Neurocritical Care

23. Autonomic Failure in Guillain-Barr Syndrome

A 73-year-old man was admitted with progressive weakness and inability to stand unassisted. This was noticed three weeks after a mundane respiratory infection that was briefly treated with antibiotics. The patient started with tingling in all of his extremities followed a day later by rapid onset of weakness for 4 days. Initially, he had no swallowing difficulties, double vision, or shortness of breath; but he was more short-winded and could not swallow liquids well.

On admission, he had a flaccid quadriplegia with generalized areflexia, but also had marked tachypnea that required intubation and mechanical ventilation. On examination, there is a marked bifacial diplegia with limited eye movements. Pupils are sluggish in light responsiveness. He is not overbreathing the ventilator and has a weak cough with tracheal suctioning. There is a flaccid quadriplegia with absent reflexes throughout. The patient is started on intravenous immunoglobulin but, on the fourth day after admission, he starts to develop marked blood pressure fluctuations, and an arterial line is placed. At some point, his systolic blood pressure is measured at 240 mmHg and then suddenly drops to 70 mmHg, which requires a Trendelenburg position. During the following days, these blood pressure fluctuations remain, often with episodes of hypertensive surges. The nursing staff is quite concerned with these readings and would like to have more strict orders and blood pressure goals.

What do you do now?

The management of a patient with a severe Guillain-Barré syndrome (GBS) is not straightforward. It is not just providing intravenous immunoglobulin or plasma exchange, but also adequate supportive ICU care. Any physician should anticipate that patients with GBS are rapidly at risk for ventilator-associated pneumonia, urinary tract infection and sepsis, decubitus ulcers, and gastrointestinal hemorrhages due to the stress of mechanical ventilation. Deep venous thrombosis will need to be aggressively prevented with intermittent pneumatic compression devices plus subcutaneous heparin injections (Table 23.1).
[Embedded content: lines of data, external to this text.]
use crate::error::{ConfigError, PersistenceError};
use crate::models::FieldPath;
use serde_yaml_ng::{Mapping, Value};

/// The whole configuration as an untyped tree.
///
/// Sections are mappings and leaves are strings. Models bind typed trees to
/// sections of the document (see [`Model`](crate::models::Model)); everything
/// they do not own is carried through untouched.
#[derive(Debug, Clone, PartialEq)]
pub struct ConfigDocument {
    root: Value,
}

impl Default for ConfigDocument {
    fn default() -> Self {
        Self::new()
    }
}

impl ConfigDocument {
    pub fn new() -> Self {
        Self {
            root: Value::Mapping(Mapping::new()),
        }
    }

    /// # Errors
    /// Returns [`PersistenceError::Malformed`] unless the root is a mapping; an
    /// empty (null) document is accepted as an empty mapping.
    pub fn from_value(root: Value) -> Result<Self, PersistenceError> {
        match root {
            Value::Mapping(_) => Ok(Self { root }),
            Value::Null => Ok(Self::new()),
            _ => Err(PersistenceError::Malformed {
                path: String::new(),
                reason: "document root must be a mapping".to_string(),
            }),
        }
    }

    pub fn from_yaml_str(contents: &str) -> Result<Self, PersistenceError> {
        let root: Value = serde_yaml_ng::from_str(contents).map_err(|source| PersistenceError::Parse {
            path: Default::default(),
            source,
        })?;
        Self::from_value(root)
    }

    pub fn to_yaml_string(&self) -> Result<String, PersistenceError> {
        serde_yaml_ng::to_string(&self.root).map_err(PersistenceError::Serialize)
    }

    pub fn as_value(&self) -> &Value {
        &self.root
    }

    pub fn get(&self, path: &FieldPath) -> Option<&Value> {
        let mut current = &self.root;
        for segment in path.segments() {
            current = current.as_mapping()?.get(segment.as_str())?;
        }
        Some(current)
    }

    /// Scalar at `path` in its string form.
    pub fn get_str(&self, path: &FieldPath) -> Option<String> {
        self.get(path).and_then(scalar_to_string)
    }

    /// Replace the value at `path`, creating intermediate sections as needed.
    ///
    /// # Errors
    /// Returns [`PersistenceError::Malformed`] if an intermediate node exists but
    /// is not a section, or if the root would be replaced by anything but a
    /// mapping.
    pub fn set(&mut self, path: &FieldPath, value: Value) -> Result<(), ConfigError> {
        if path.is_root() && !value.is_mapping() {
            return Err(PersistenceError::Malformed {
                path: path.to_string(),
                reason: "document root must be a mapping".to_string(),
            }
            .into());
        }

        let mut current = &mut self.root;
        for segment in path.segments() {
            let map = ensure_mapping(current).ok_or_else(|| PersistenceError::Malformed {
                path: path.to_string(),
                reason: format!("'{}' is not nested under a section", segment),
            })?;
            if !map.contains_key(segment.as_str()) {
                map.insert(Value::String(segment.clone()), Value::Null);
            }
            current = map
                .get_mut(segment.as_str())
                .ok_or_else(|| ConfigError::PathNotFound(path.to_string()))?;
        }
        *current = value;
        Ok(())
    }

    pub fn remove(&mut self, path: &FieldPath) -> Option<Value> {
        let parent = path.parent()?;
        let name = path.name()?;
        let mut current = &mut self.root;
        for segment in parent.segments() {
            current = current.as_mapping_mut()?.get_mut(segment.as_str())?;
        }
        current.as_mapping_mut()?.remove(name)
    }

    /// Top-level section names, in document order.
    pub fn section_names(&self) -> Vec<String> {
        self.root
            .as_mapping()
            .map(|m| m.keys().filter_map(scalar_to_string).collect())
            .unwrap_or_default()
    }

    pub fn section(&self, name: &str) -> Option<&Value> {
        self.root.as_mapping()?.get(name)
    }
}

fn ensure_mapping(value: &mut Value) -> Option<&mut Mapping> {
    if value.is_null() {
        *value = Value::Mapping(Mapping::new());
    }
    value.as_mapping_mut()
}

/// String form of a scalar leaf: booleans become `"0"`/`"1"`, null is empty.
pub fn scalar_to_string(value: &Value) -> Option<String> {
    match value {
        Value::String(s) => Some(s.clone()),
        Value::Bool(b) => Some(if *b { "1" } else { "0" }.to_string()),
        Value::Number(n) => Some(n.to_string()),
        Value::Null => Some(String::new()),
        _ => None,
    }
}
The most concerning part of management is the treatment of acute autonomic failure, usually observed in the more severe cases. Dysautonomia in GBS is manifested by blood pressure fluctuations, cardiac arrhythmias, bladder dysfunction, gastrointestinal dysfunction, bronchial smooth muscle dysfunction, and exaggerated drug responses. Most commonly, as exemplified by our patient, the issue at hand is treatment of blood pressure fluctuations. Paroxysmal or sustained hypertension is seen in about one in four patients with a rapid onset of GBS. Systolic blood pressures can become substantially elevated and reach values that could not only challenge ventricular function, but could even predispose the patient to develop posterior reversible encephalopathy syndrome. (Unexpected new onset seizures or marked visual disturbances in a patient with GBS should prompt an MRI scan to look for its characteristic vasogenic edema.)
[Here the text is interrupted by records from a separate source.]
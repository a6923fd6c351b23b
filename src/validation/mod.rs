//! Field validation for model trees.
//!
//! - [`Validator`]: a rule attached to a node, invoked once per validation pass
//! - [`Validation`]: the context handed to validators; read access to the tree plus
//!   the message sink
//! - [`ValidationMessage`] / [`ValidationMessages`]: `{field, message}` pairs in
//!   discovery order
//! - [`ValidationRunner`]: full and changed-fields-only passes
//! - [`UniqueConstraint`]: composite-key uniqueness across array rows
//!
//! A failed check is never an error. Validators only return `Err` when they are
//! misconfigured, e.g. pointing at a field that does not exist.

pub mod runner;
pub mod unique;
pub mod validators;

use crate::error::Result;
use crate::models::{ArrayField, ContainerField, FieldPath, NodeRef};
use serde::Serialize;
use std::fmt;
use std::sync::Arc;

pub use runner::ValidationRunner;
pub use unique::UniqueConstraint;
pub use validators::{
    ChoiceValidator, DependsOnValidator, IntegerRangeValidator, NetworkValidator,
    RegexValidator, RequiredValidator,
};

/// A validation rule bound to one node of a model tree.
///
/// Implementations must not keep state between invocations.
pub trait Validator: fmt::Debug + Send + Sync {
    /// Inspect the node at `field` and append a message for every failure.
    ///
    /// # Errors
    /// Returns [`ConfigError::Configuration`](crate::error::ConfigError::Configuration)
    /// when the validator cannot be applied to the tree it was given.
    fn validate(&self, validation: &mut Validation<'_>, field: &FieldPath) -> Result<()>;
}

/// Validators are shared between a row template and every row cloned from it.
pub type SharedValidator = Arc<dyn Validator>;

/// One failed check, as surfaced to the API layer.
#[derive(Debug, Clone, PartialEq, Eq, Serialize)]
pub struct ValidationMessage {
    pub field: String,
    pub message: String,
}

impl ValidationMessage {
    pub fn new(field: impl Into<String>, message: impl Into<String>) -> Self {
        Self {
            field: field.into(),
            message: message.into(),
        }
    }
}

impl fmt::Display for ValidationMessage {
    fn fmt(&self, f: &mut fmt::Formatter<'_>) -> fmt::Result {
        write!(f, "{}: {}", self.field, self.message)
    }
}

/// Ordered collection of messages produced by one validation pass.
///
/// An empty collection means the data may be persisted.
#[derive(Debug, Clone, Default, PartialEq, Eq, Serialize)]
#[serde(transparent)]
pub struct ValidationMessages(Vec<ValidationMessage>);

impl ValidationMessages {
    pub fn new() -> Self {
        Self::default()
    }

    pub fn append_message(&mut self, message: ValidationMessage) {
        self.0.push(message);
    }

    pub fn extend(&mut self, other: ValidationMessages) {
        self.0.extend(other.0);
    }

    pub fn is_empty(&self) -> bool {
        self.0.is_empty()
    }

    pub fn len(&self) -> usize {
        self.0.len()
    }

    pub fn iter(&self) -> std::slice::Iter<'_, ValidationMessage> {
        self.0.iter()
    }

    /// Messages attributed to a single field path.
    pub fn for_field<'a>(&'a self, field: &'a str) -> impl Iterator<Item = &'a ValidationMessage> {
        self.0.iter().filter(move |m| m.field == field)
    }

    pub fn into_vec(self) -> Vec<ValidationMessage> {
        self.0
    }
}

impl IntoIterator for ValidationMessages {
    type Item = ValidationMessage;
    type IntoIter = std::vec::IntoIter<ValidationMessage>;

    fn into_iter(self) -> Self::IntoIter {
        self.0.into_iter()
    }
}

impl<'a> IntoIterator for &'a ValidationMessages {
    type Item = &'a ValidationMessage;
    type IntoIter = std::slice::Iter<'a, ValidationMessage>;

    fn into_iter(self) -> Self::IntoIter {
        self.0.iter()
    }
}

impl FromIterator<ValidationMessage> for ValidationMessages {
    fn from_iter<T: IntoIterator<Item = ValidationMessage>>(iter: T) -> Self {
        Self(iter.into_iter().collect())
    }
}

/// Context of a single validation pass.
///
/// Gives validators read-only access to the tree being validated and collects
/// the messages they append. The tree is never mutated during a pass.
#[derive(Debug)]
pub struct Validation<'a> {
    root: &'a ContainerField,
    messages: ValidationMessages,
}

impl<'a> Validation<'a> {
    pub fn new(root: &'a ContainerField) -> Self {
        Self {
            root,
            messages: ValidationMessages::new(),
        }
    }

    pub fn root(&self) -> &'a ContainerField {
        self.root
    }

    pub fn node(&self, path: &FieldPath) -> Option<NodeRef<'a>> {
        self.root.node(path)
    }

    /// Current value of the scalar at `path`, `None` when the path does not
    /// resolve to a scalar.
    pub fn get_value(&self, path: &FieldPath) -> Option<&'a str> {
        match self.root.node(path)? {
            NodeRef::Scalar(scalar) => Some(scalar.get_value()),
            _ => None,
        }
    }

    pub fn array(&self, path: &FieldPath) -> Option<&'a ArrayField> {
        match self.root.node(path)? {
            NodeRef::Array(array) => Some(array),
            _ => None,
        }
    }

    pub fn append_message(&mut self, message: ValidationMessage) {
        tracing::trace!("Validation failed for {}: {}", message.field, message.message);
        self.messages.append_message(message);
    }

    pub fn messages(&self) -> &ValidationMessages {
        &self.messages
    }

    pub fn into_messages(self) -> ValidationMessages {
        self.messages
    }
}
TABLE 23.1 Early Management of Guillain-Barr Syndrome

IVIG (0.4 g/kg for 5 consecutive days)*

PLEX (5 plasma volumes in 10 days)*

Prevent early complications

    Subcutaneous heparin 5,000 U 3 × day

    PPI for GI protection

    Decubitus protection (special beds)

    NG tube feeding, consider early PEG in intubated patients, watch for ileus

    Tracheostomy in severely affected patients

Blood pressure fluctuation and cardiac arrhythmias

    Low doses of IV morphine.

    Labetalol, clonidine, or nicardipine

    Avoid bradycardia with suctioning

    Consider pacemaker

* One course of treatment is typical. Using combinations (PLEX after IVIG or IVIG after PLEX) has not been proven to change outcome, but we have anecdotal experience of improvement with such a combination. A second course of IVIG can also be considered.
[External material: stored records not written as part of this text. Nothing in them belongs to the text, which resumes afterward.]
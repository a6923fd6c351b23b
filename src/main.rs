//! fwconfig - command-line front end for the configuration store
//!
//! Loads the Unbound model from the configuration document and lets the
//! caller inspect, validate and edit it. Edits follow the same path the web
//! API takes:
//!
//! 1. Load the model from the shared document
//! 2. Apply the submitted values
//! 3. Run `perform_validation` over the changed fields
//! 4. On messages: print them as JSON and exit non-zero, nothing is written
//! 5. Otherwise: serialize the model into the document, save, commit
//!
//! Settings come from `fwconfig.yaml` and `FWCONFIG_*` environment variables
//! (see [`Settings`]); `--config` overrides the document location.

use anyhow::{Context, Result, bail};
use camino::Utf8PathBuf;
use clap::{Args, Parser, Subcommand};
use fwconfig::models::HostOverride;
use fwconfig::{APP_NAME, ConfigDocument, FieldPath, Model, Settings, SharedConfig, Unbound, VERSION, ValidationMessages};
use std::process::ExitCode;

#[derive(Parser)]
#[command(name = "fwconfig")]
#[command(about = "Inspect and edit firewall service configuration", long_about = None)]
struct Cli {
    /// Settings file (defaults to fwconfig.yaml in the working directory)
    #[arg(short, long)]
    settings: Option<Utf8PathBuf>,

    /// Configuration document to operate on
    #[arg(short, long)]
    config: Option<Utf8PathBuf>,

    #[command(subcommand)]
    command: Commands,
}

#[derive(Subcommand)]
enum Commands {
    /// Print model values as JSON, optionally only below PATH
    Get { path: Option<String> },
    /// Validate the stored model, or dry-run `PATH=VALUE` assignments
    /// without saving them
    Validate {
        /// Check every field even when assignments are given
        #[arg(long)]
        full: bool,
        #[arg(value_parser = parse_assignment)]
        assignments: Vec<(String, String)>,
    },
    /// Assign values, e.g. `general.port=5353`
    Set {
        #[arg(required = true, value_parser = parse_assignment)]
        assignments: Vec<(String, String)>,
    },
    /// Manage host overrides
    #[command(subcommand)]
    Host(HostCommands),
}

#[derive(Subcommand)]
enum HostCommands {
    /// List host overrides with their row ids
    List,
    /// Add a host override
    Add(HostArgs),
    /// Remove a host override by row id
    Remove { id: String },
}

#[derive(Args)]
struct HostArgs {
    /// Host name, `*` for a wildcard or empty for the domain itself
    #[arg(long, default_value = "")]
    hostname: String,
    #[arg(long)]
    domain: String,
    /// Address the name resolves to
    #[arg(long)]
    server: String,
    #[arg(long, default_value = "")]
    description: String,
}

fn parse_assignment(s: &str) -> Result<(String, String), String> {
    let (path, value) = s
        .split_once('=')
        .ok_or_else(|| format!("expected PATH=VALUE, got '{}'", s))?;
    if path.is_empty() {
        return Err(format!("missing path in '{}'", s));
    }
    Ok((path.to_string(), value.to_string()))
}

fn main() -> Result<ExitCode> {
    let cli = Cli::parse();

    let mut settings = Settings::load(cli.settings.as_deref()).context("Failed to load settings")?;
    if let Some(config) = cli.config {
        settings.config_path = config;
    }

    // Hold the guard until exit so buffered log lines are flushed
    let _guard = fwconfig::logging::setup_logging(&settings)?;
    tracing::info!("Starting {} v{}", APP_NAME, VERSION);

    let shared = SharedConfig::open(&settings.config_path)
        .with_context(|| format!("Failed to open {}", settings.config_path))?;
    let mut model = Unbound::new()?;
    shared.read(|doc| model.load(doc))?;

    match cli.command {
        Commands::Get { path } => {
            let values = model.root().flatten();
            let values: serde_json::Map<_, _> = match path {
                Some(prefix) => {
                    let prefix = FieldPath::parse(&prefix).to_string();
                    if prefix.is_empty() || values.contains_key(&prefix) {
                        filter_values(values, |key| prefix.is_empty() || key == prefix)
                    } else {
                        let nested = format!("{}.", prefix);
                        let filtered = filter_values(values, |key| key.starts_with(&nested));
                        if filtered.is_empty() {
                            bail!("Field not found: {}", prefix);
                        }
                        filtered
                    }
                }
                None => filter_values(values, |_| true),
            };
            println!("{}", serde_json::to_string_pretty(&values)?);
            Ok(ExitCode::SUCCESS)
        }
        Commands::Validate { full, assignments } => {
            let messages = shared.read(|doc| dry_run(doc, &mut model, &assignments, full))?;
            report(&messages)
        }
        Commands::Set { assignments } => {
            model
                .root_mut()
                .set_values(assignments.iter().map(|(p, v)| (p.as_str(), v.as_str())))?;
            report(&apply(&shared, &mut model)?)
        }
        Commands::Host(HostCommands::List) => {
            let hosts: Vec<_> = model
                .hosts()
                .map(|hosts| {
                    hosts
                        .rows()
                        .map(|(id, row)| {
                            let mut entry = serde_json::Map::new();
                            entry.insert("id".to_string(), id.to_string().into());
                            for (name, value) in row.flatten() {
                                entry.insert(name, value.into());
                            }
                            serde_json::Value::Object(entry)
                        })
                        .collect()
                })
                .unwrap_or_default();
            println!("{}", serde_json::to_string_pretty(&hosts)?);
            Ok(ExitCode::SUCCESS)
        }
        Commands::Host(HostCommands::Add(args)) => {
            let id = model.add_host(&HostOverride {
                hostname: args.hostname,
                domain: args.domain,
                server: args.server,
                description: args.description,
            })?;
            let messages = apply(&shared, &mut model)?;
            if messages.is_empty() {
                println!("{}", id);
            }
            report(&messages)
        }
        Commands::Host(HostCommands::Remove { id }) => {
            if !model.remove_host(&id) {
                bail!("No host override with id {}", id);
            }
            report(&apply(&shared, &mut model)?)
        }
    }
}

fn filter_values<F>(values: indexmap::IndexMap<String, String>, keep: F) -> serde_json::Map<String, serde_json::Value>
where
    F: Fn(&str) -> bool,
{
    values
        .into_iter()
        .filter(|(key, _)| keep(key))
        .map(|(key, value)| (key, serde_json::Value::String(value)))
        .collect()
}

/// Apply `assignments` to the loaded model and validate without saving.
///
/// With no assignments nothing differs from the stored document, so the
/// whole model is checked; otherwise only the assigned fields are, unless
/// `full` is set.
fn dry_run(
    config: &ConfigDocument,
    model: &mut Unbound,
    assignments: &[(String, String)],
    full: bool,
) -> Result<ValidationMessages> {
    model
        .root_mut()
        .set_values(assignments.iter().map(|(p, v)| (p.as_str(), v.as_str())))?;
    let full_model = full || assignments.is_empty();
    Ok(model.perform_validation(config, full_model)?)
}

/// Print messages as JSON; non-empty output means failure.
fn report(messages: &ValidationMessages) -> Result<ExitCode> {
    if messages.is_empty() {
        return Ok(ExitCode::SUCCESS);
    }
    println!("{}", serde_json::to_string_pretty(messages)?);
    Ok(ExitCode::FAILURE)
}

/// Validate the edited model and persist it when no message was raised.
///
/// Returns the messages that blocked the save, empty when it was written.
fn apply(shared: &SharedConfig, model: &mut Unbound) -> Result<ValidationMessages> {
    let messages = shared.read(|doc| model.perform_validation(doc, false))?;
    if !messages.is_empty() {
        tracing::info!("Rejected change with {} validation message(s)", messages.len());
        return Ok(messages);
    }

    shared.try_update(|doc| model.serialize_to_config(doc))?;
    shared
        .save()
        .with_context(|| format!("Failed to save {}", shared.path()))?;
    model.commit();
    Ok(messages)
}

#[cfg(test)]
mod tests {
    use super::*;

    const STORED: &str = "OPNsense:\n  unboundplus:\n    general:\n      port: '99999'\n";

    fn loaded() -> (ConfigDocument, Unbound) {
        let doc = ConfigDocument::from_yaml_str(STORED).unwrap();
        let mut model = Unbound::new().unwrap();
        model.load(&doc).unwrap();
        (doc, model)
    }

    fn assign(path: &str, value: &str) -> (String, String) {
        (path.to_string(), value.to_string())
    }

    #[test]
    fn test_validate_without_assignments_checks_stored_values() {
        let (doc, mut model) = loaded();
        let messages = dry_run(&doc, &mut model, &[], false).unwrap();
        let fields: Vec<_> = messages.iter().map(|m| m.field.as_str()).collect();
        assert_eq!(fields, vec!["general.port"]);
    }

    #[test]
    fn test_dry_run_checks_only_assigned_fields() {
        let (doc, mut model) = loaded();
        let messages = dry_run(&doc, &mut model, &[assign("general.cache_size", "-1")], false).unwrap();
        let fields: Vec<_> = messages.iter().map(|m| m.field.as_str()).collect();
        assert_eq!(fields, vec!["general.cache_size"]);

        let (doc, mut model) = loaded();
        let messages = dry_run(&doc, &mut model, &[assign("general.cache_size", "-1")], true).unwrap();
        assert_eq!(messages.len(), 2);
    }

    #[test]
    fn test_dry_run_unknown_path_is_error() {
        let (doc, mut model) = loaded();
        assert!(dry_run(&doc, &mut model, &[assign("general.missing", "1")], false).is_err());
    }

    #[test]
    fn test_parse_assignment() {
        assert_eq!(
            parse_assignment("general.port=5353").unwrap(),
            assign("general.port", "5353")
        );
        assert_eq!(parse_assignment("general.port=").unwrap(), assign("general.port", ""));
        assert!(parse_assignment("general.port").is_err());
        assert!(parse_assignment("=1").is_err());
    }
}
PLEX = Plasma exchange; IVIG = intravenous immunoglobulin; PPI = proton pump inhibitors; PEG = percutaneous gastrostomy; GI = gastrointestinal; NG = nasogastric.

Why these blood pressure fluctuations occur is not entirely known, but a baroreflex abnormality has been postulated. Baroreceptor sensitivity might be altered as a result of vagal nerve demyelination and because sympathetic nerves have less myelin, there is a sympathetic overdrive. Dysfunction of afferent input from atrial stretch receptors could also play a role in the origin of these blood pressure surges.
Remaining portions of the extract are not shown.